Hanbok, also known as Hanbok, the traditional dress of the Han Chinese people, also known as Hanbok, Chinese clothing, is from the reign of the Yellow Emperor (about 2698 BC) to the end of the Ming Dynasty (the 17th century AD) this four thousand years, to the center of Chinese ceremonial culture, through the successive dynasties of the Han Chinese people respected the Zhou rituals, the image of heaven and law of the earth and the formation of a thousand years of unchanged etiquette and clothing system. Since the Yellow Emperor, Yao and Shun put down their clothes and the world was ruled by them, the Chinese dress already had a basic form, and through the inheritance of the Zhou rites and laws, the Han Dynasty formed a perfect system of clothes and crowns and popularized it among the people, and also influenced the whole Han cultural circle through Confucianism and the Chinese legal system. The Han people, Han clothes, Chinese language and Han customs thus got their names.

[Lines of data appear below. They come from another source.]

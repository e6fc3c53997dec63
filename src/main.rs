//! census-verifier CLI - one-shot census identity verification.
//!
//! Loads the registry configuration, verifies a single document number and
//! prints the verdict as JSON together with the host `unique_id`.
//!
//! Exit codes: 0 verified, 1 not verified, 2 error.

use std::path::Path;
use std::process::exit;

use census_verifier::{CensusVerificationClient, load_config};
use tracing::error;
use tracing_subscriber::EnvFilter;

fn main() {
    tracing_subscriber::fmt()
        .with_env_filter(EnvFilter::from_default_env())
        .with_writer(std::io::stderr)
        .init();

    let args: Vec<String> = std::env::args().collect();
    let (config_path, document_number) = match args.as_slice() {
        [_, config_path, document_number] => (config_path, document_number),
        _ => {
            eprintln!("usage: census-verifier <config.json> <document-number>");
            exit(2);
        }
    };

    let config = match load_config(Path::new(config_path)) {
        Ok(config) => config,
        Err(e) => {
            error!("failed to load configuration: {e}");
            exit(2);
        }
    };

    let client = match CensusVerificationClient::new(config) {
        Ok(client) => client,
        Err(e) => {
            error!("failed to build client: {e}");
            exit(2);
        }
    };

    match client.verify(document_number) {
        Ok(result) => {
            let unique_id = client.unique_id(document_number);
            println!(
                "{}",
                serde_json::json!({
                    "verified": result.verified,
                    "raw_response_code": result.raw_response_code,
                    "unique_id": unique_id,
                })
            );
            exit(if result.verified { 0 } else { 1 });
        }
        Err(e) => {
            error!("verification failed: {e}");
            exit(2);
        }
    }
}
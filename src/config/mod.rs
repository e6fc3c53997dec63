//! Configuration module - load and validate census client configuration.
pub mod loader;
pub mod schema;

pub use loader::load_config;
pub use schema::{CensusConfig, ConfigError};
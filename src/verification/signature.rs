//! SHA1 request signing for the census web service.

use sha1::{Digest, Sha1};

/// Uppercase hex SHA1 digest, the encoding the registry expects everywhere.
pub fn sha1_hex_upper(data: &str) -> String {
    let mut hasher = Sha1::new();
    hasher.update(data.as_bytes());
    hex::encode_upper(hasher.finalize())
}

/// Derive the inner signing key from the shared key and the private key.
pub fn inner_key(shared_key: &str, private_key: &str) -> String {
    sha1_hex_upper(&format!("{shared_key}{private_key}"))
}

/// Compute the envelope signature (`signaturaID`).
///
/// The registry verifies SHA1 over the concatenation of the date stamp
/// (DDMMYYYY), time stamp (HHMMSS), domain, identity, the derived inner
/// key and the private key, in that order.
pub fn create_signature(
    date_stamp: &str,
    time_stamp: &str,
    domain: &str,
    identity: &str,
    shared_key: &str,
    private_key: &str,
) -> String {
    let inner = inner_key(shared_key, private_key);
    sha1_hex_upper(&format!(
        "{date_stamp}{time_stamp}{domain}{identity}{inner}{private_key}"
    ))
}

#[cfg(test)]
mod tests {
    use super::*;

    #[test]
    fn test_sha1_hex_upper_format() {
        let digest = sha1_hex_upper("hello");

        assert_eq!(digest.len(), 40);
        assert!(
            digest
                .chars()
                .all(|c| c.is_ascii_digit() || c.is_ascii_uppercase())
        );
    }

    #[test]
    fn test_inner_key_known_vector() {
        // SHA1("KP"), uppercased.
        assert_eq!(
            inner_key("K", "P"),
            "5969AE85371DE5CBEF3F5C3FF2B1BA2FE346EC87"
        );
    }

    #[test]
    fn test_create_signature_known_vector() {
        // SHA1("01012024" + "120000" + "D" + "I" + SHA1("KP").upper + "P"),
        // reproducible with any independent SHA1 implementation.
        let signature = create_signature("01012024", "120000", "D", "I", "K", "P");

        assert_eq!(signature, "90163985A9DE4C9097046AFBF1BA80C4CA60FBA4");
    }

    #[test]
    fn test_signature_is_deterministic() {
        let a = create_signature("01012024", "120000", "D", "I", "K", "P");
        let b = create_signature("01012024", "120000", "D", "I", "K", "P");
        assert_eq!(a, b);

        // Any changed input changes the signature.
        let c = create_signature("02012024", "120000", "D", "I", "K", "P");
        assert_ne!(a, c);
    }
}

A group of young Chinese people, with their crowns and sashes, are walking in modern cities built of steel and concrete, and with their impulses and dreams, they are hoping to re-read the Chinese culture under the slogan of "Hanbok Revival", using Hanbok as a vehicle. "In some major occasions, Japanese people wear kimono, Koreans wear hanbok, but the embarrassment and strange thing is that we Chinese actually can not find their own clothes, in fact, kimono and hanbok are all derived from our Hanbok. Hanbok is just a carrier, the long Chinese culture is what we really want to revitalize."

The basic features of Hanbok are cross-necked, right-over-obese, knotted with rope and belt, and also with belt hooks, etc., and with the disk collar, straight collar, etc. as a useful supplement. Structurally, Hanbok is divided into ten parts: collar, lapel, train, kimono, sleeve, dickey, obeisance, belt, and tie.